9. A labor dispatch system for construction labor subcontracting according to claim 8, characterized in that, The suitability of each candidate worker for the conflicting work unit is calculated using fuzzy logic rules, specifically as follows: The worker status risk index, the critical path influence coefficient of the task, and the process quality coupling degree are used as the three input variables of the fuzzy logic system. The precise values ​​of each input variable are converted into corresponding fuzzy values ​​according to the preset membership function. The fuzzy values ​​include three linguistic values: low, medium, and high. The fuzzy values ​​of the three input variables are input into a preset fuzzy rule base for fuzzy inference. The inference rules output corresponding fuzzy values ​​of fit degree based on different combinations of worker state risk index, task critical path influence coefficient and process quality coupling degree. The fuzzy values ​​of fit degree include five linguistic values: low, lower, medium, higher and high. The fuzzy value of the fit is converted into a precise value in the range [0,1] using a preset defuzzification method, so as to obtain the fit of the candidate worker with respect to the current conflicting work unit.

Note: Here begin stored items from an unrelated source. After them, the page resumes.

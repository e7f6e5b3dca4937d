// Copyright (c) Microsoft Corporation.
// Licensed under the MIT License.

//! Public area templates for the keys the protocol creates, and the policy digests that
//! guard them.

use crate::tpm2::AlgId;
use sha2::{Digest as _, Sha256};
use std::str::FromStr;
use thiserror::Error;
use tss_esapi::attributes::ObjectAttributesBuilder;
use tss_esapi::constants::tss::{
    TPM2_ALG_ECC, TPM2_ALG_RSA, TPM2_CC_Duplicate, TPM2_CC_PolicyCommandCode,
    TPM2_CC_PolicySecret, TPM2_RH_ENDORSEMENT,
};
use tss_esapi::interface_types::algorithm::{HashingAlgorithm, PublicAlgorithm, SymmetricMode};
use tss_esapi::interface_types::ecc::EccCurve;
use tss_esapi::interface_types::key_bits::{AesKeyBits, RsaKeyBits};
use tss_esapi::structures::{
    Digest, EccPoint, EccScheme, HashScheme, KeyDerivationFunctionScheme, KeyedHashScheme,
    Public, PublicBuilder, PublicEccParametersBuilder, PublicKeyRsa, PublicKeyedHashParameters,
    PublicRsaParametersBuilder, RsaExponent, RsaScheme, SymmetricDefinitionObject,
};
use tss_esapi::Result;

/// PolicySecret(TPM_RH_ENDORSEMENT), the authPolicy of the TCG default EK.
pub const EK_POLICY: [u8; 32] = [
    0x83, 0x71, 0x97, 0x67, 0x44, 0x84, 0xb3, 0xf8, 0x1a, 0x90, 0xcc, 0x8d, 0x46, 0xa5, 0xd7,
    0x24, 0xfd, 0x52, 0xd7, 0x6e, 0x06, 0x52, 0x0b, 0x64, 0xf2, 0xa1, 0xda, 0x1b, 0x33, 0x14,
    0x69, 0xaa,
];

/// nameAlg of the restricted HMAC key. Its unique field is hashed with it too.
pub const HMAC_KEY_NAME_ALG: HashingAlgorithm = HashingAlgorithm::Sha256;

#[derive(Error, Debug, PartialEq, Eq)]
#[error("unsupported AK algorithm: {0}")]
pub struct UnsupportedAlgorithm(pub String);

/// Algorithm of the attestation key created by the attester.
#[derive(Clone, Copy, Debug, PartialEq, Eq)]
pub enum AkAlgorithm {
    Rsa,
    Ecc,
}

impl AkAlgorithm {
    pub fn public_algorithm(self) -> PublicAlgorithm {
        match self {
            AkAlgorithm::Rsa => PublicAlgorithm::Rsa,
            AkAlgorithm::Ecc => PublicAlgorithm::Ecc,
        }
    }

    /// Restricted signing key template: RSA-2048 with RSASSA-SHA256, or NIST P-256 with
    /// ECDSA-SHA256.
    pub fn template(self) -> Result<Public> {
        let attributes = ObjectAttributesBuilder::new()
            .with_fixed_tpm(true)
            .with_fixed_parent(true)
            .with_sensitive_data_origin(true)
            .with_user_with_auth(true)
            .with_restricted(true)
            .with_sign_encrypt(true)
            .build()?;
        let builder = PublicBuilder::new()
            .with_public_algorithm(self.public_algorithm())
            .with_name_hashing_algorithm(HashingAlgorithm::Sha256)
            .with_object_attributes(attributes);

        match self {
            AkAlgorithm::Rsa => builder
                .with_rsa_parameters(
                    PublicRsaParametersBuilder::new()
                        .with_scheme(RsaScheme::RsaSsa(HashScheme::new(HashingAlgorithm::Sha256)))
                        .with_key_bits(RsaKeyBits::Rsa2048)
                        .with_exponent(RsaExponent::default())
                        .with_is_signing_key(true)
                        .with_restricted(true)
                        .build()?,
                )
                .with_rsa_unique_identifier(PublicKeyRsa::default())
                .build(),
            AkAlgorithm::Ecc => builder
                .with_ecc_parameters(
                    PublicEccParametersBuilder::new()
                        .with_ecc_scheme(EccScheme::EcDsa(HashScheme::new(
                            HashingAlgorithm::Sha256,
                        )))
                        .with_curve(EccCurve::NistP256)
                        .with_key_derivation_function_scheme(KeyDerivationFunctionScheme::Null)
                        .with_is_signing_key(true)
                        .with_restricted(true)
                        .build()?,
                )
                .with_ecc_unique_identifier(EccPoint::default())
                .build(),
        }
    }
}

impl TryFrom<AlgId> for AkAlgorithm {
    type Error = UnsupportedAlgorithm;

    fn try_from(alg: AlgId) -> std::result::Result<Self, Self::Error> {
        match alg {
            TPM2_ALG_RSA => Ok(AkAlgorithm::Rsa),
            TPM2_ALG_ECC => Ok(AkAlgorithm::Ecc),
            other => Err(UnsupportedAlgorithm(format!("0x{other:04x}"))),
        }
    }
}

impl FromStr for AkAlgorithm {
    type Err = UnsupportedAlgorithm;

    fn from_str(s: &str) -> std::result::Result<Self, Self::Err> {
        match s.to_ascii_lowercase().as_str() {
            "rsa" => Ok(AkAlgorithm::Rsa),
            "ecc" | "ecdsa" => Ok(AkAlgorithm::Ecc),
            _ => Err(UnsupportedAlgorithm(s.to_string())),
        }
    }
}

/// TCG EK Credential Profile template L-1 (RSA-2048, AES-128-CFB).
pub fn rsa_ek_template() -> Result<Public> {
    let attributes = ObjectAttributesBuilder::new()
        .with_fixed_tpm(true)
        .with_fixed_parent(true)
        .with_sensitive_data_origin(true)
        .with_admin_with_policy(true)
        .with_restricted(true)
        .with_decrypt(true)
        .build()?;
    let symmetric = SymmetricDefinitionObject::Aes {
        key_bits: AesKeyBits::Aes128,
        mode: SymmetricMode::Cfb,
    };

    PublicBuilder::new()
        .with_public_algorithm(PublicAlgorithm::Rsa)
        .with_name_hashing_algorithm(HashingAlgorithm::Sha256)
        .with_object_attributes(attributes)
        .with_auth_policy(Digest::try_from(EK_POLICY.to_vec())?)
        .with_rsa_parameters(
            PublicRsaParametersBuilder::new_restricted_decryption_key(
                symmetric,
                RsaKeyBits::Rsa2048,
                RsaExponent::default(),
            )
            .build()?,
        )
        .with_rsa_unique_identifier(PublicKeyRsa::new_empty_with_size(RsaKeyBits::Rsa2048))
        .build()
}

/// Restricted HMAC-SHA256 signing key that may only be duplicated with endorsement
/// authorization. `unique` binds the public area to the sensitive part.
pub fn restricted_hmac_template(unique: Vec<u8>) -> Result<Public> {
    let policy = policy_command_code(
        &policy_secret(&[0; 32], &TPM2_RH_ENDORSEMENT.to_be_bytes(), &[]),
        TPM2_CC_Duplicate,
    );
    let attributes = ObjectAttributesBuilder::new()
        .with_user_with_auth(true)
        .with_restricted(true)
        .with_sign_encrypt(true)
        .build()?;

    PublicBuilder::new()
        .with_public_algorithm(PublicAlgorithm::KeyedHash)
        .with_name_hashing_algorithm(HMAC_KEY_NAME_ALG)
        .with_object_attributes(attributes)
        .with_auth_policy(Digest::try_from(policy.to_vec())?)
        .with_keyed_hash_parameters(PublicKeyedHashParameters::new(
            KeyedHashScheme::HMAC_SHA_256,
        ))
        .with_keyed_hash_unique_identifier(Digest::try_from(unique)?)
        .build()
}

/// Extends `previous` with TPM2_PolicySecret against the entity named `auth_name`.
pub fn policy_secret(previous: &[u8], auth_name: &[u8], policy_ref: &[u8]) -> [u8; 32] {
    let step = Sha256::new()
        .chain_update(previous)
        .chain_update(TPM2_CC_PolicySecret.to_be_bytes())
        .chain_update(auth_name)
        .finalize();
    Sha256::new()
        .chain_update(step)
        .chain_update(policy_ref)
        .finalize()
        .into()
}

/// Extends `previous` with TPM2_PolicyCommandCode(`code`).
pub fn policy_command_code(previous: &[u8], code: u32) -> [u8; 32] {
    Sha256::new()
        .chain_update(previous)
        .chain_update(TPM2_CC_PolicyCommandCode.to_be_bytes())
        .chain_update(code.to_be_bytes())
        .finalize()
        .into()
}

#[cfg(test)]
mod tests {
    use super::*;
    use tss_esapi::constants::tss::TPM2_ALG_SHA1;
    use tss_esapi::tss2_esys::TPMA_OBJECT;
    use tss_esapi::traits::Marshall;

    fn attributes(public: &Public) -> TPMA_OBJECT {
        public.object_attributes().into()
    }

    #[test]
    fn ek_policy_is_policy_secret_endorsement() {
        let policy = policy_secret(&[0; 32], &TPM2_RH_ENDORSEMENT.to_be_bytes(), &[]);
        assert_eq!(policy, EK_POLICY);
    }

    #[test]
    fn template_attributes() {
        assert_eq!(attributes(&rsa_ek_template().unwrap()), 0x0003_00b2);
        assert_eq!(attributes(&AkAlgorithm::Rsa.template().unwrap()), 0x0005_0072);
        assert_eq!(attributes(&AkAlgorithm::Ecc.template().unwrap()), 0x0005_0072);

        let hmac = restricted_hmac_template(vec![0; 32]).unwrap();
        assert_eq!(attributes(&hmac), 0x0005_0040);
        assert!(matches!(hmac, Public::KeyedHash { .. }));
        assert!(!hmac.object_attributes().fixed_parent());
        assert_ne!(hmac.auth_policy().value(), EK_POLICY);
        assert_eq!(hmac.name_hashing_algorithm(), HMAC_KEY_NAME_ALG);
    }

    #[test]
    fn ek_template_marshals_to_tcg_layout() {
        let bytes = rsa_ek_template().unwrap().marshall().unwrap();
        // type, nameAlg, attributes, policy, symmetric, scheme, keyBits, exponent, unique
        assert_eq!(bytes.len(), 2 + 2 + 4 + 34 + 6 + 2 + 2 + 4 + 258);
        assert_eq!(bytes[..8], [0x00, 0x01, 0x00, 0x0b, 0x00, 0x03, 0x00, 0xb2]);
    }

    #[test]
    fn ak_algorithm_selection() {
        assert_eq!(AkAlgorithm::try_from(TPM2_ALG_RSA), Ok(AkAlgorithm::Rsa));
        assert_eq!(AkAlgorithm::try_from(TPM2_ALG_ECC), Ok(AkAlgorithm::Ecc));
        assert_eq!(
            AkAlgorithm::try_from(TPM2_ALG_SHA1),
            Err(UnsupportedAlgorithm("0x0004".to_string()))
        );
        assert_eq!("ECC".parse::<AkAlgorithm>(), Ok(AkAlgorithm::Ecc));
        assert!("dsa".parse::<AkAlgorithm>().is_err());
    }
}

10. A labor dispatching system for construction labor subcontracting according to claim 9, characterized in that, Based on the results of the fit calculation, a global combination optimization is performed to generate an optimal work assignment plan that meets the safety baseline, schedule constraints, and quality requirements. Specifically: Construct a fit degree matrix with multiple work units currently in conflict as rows and multiple laborers in the candidate set as columns. Each element in the fit degree matrix represents the fit degree of the corresponding laborer for the corresponding work unit. An integer programming model is constructed with the objective function of maximizing the sum of the fit of all dispatched workers to their assigned work units, and with safety baseline constraints, schedule constraints, and quality requirements as constraints. Solve the integer programming model to obtain the optimal matching relationship between each conflicting work unit and the assigned workers, as well as the list of unassigned workers.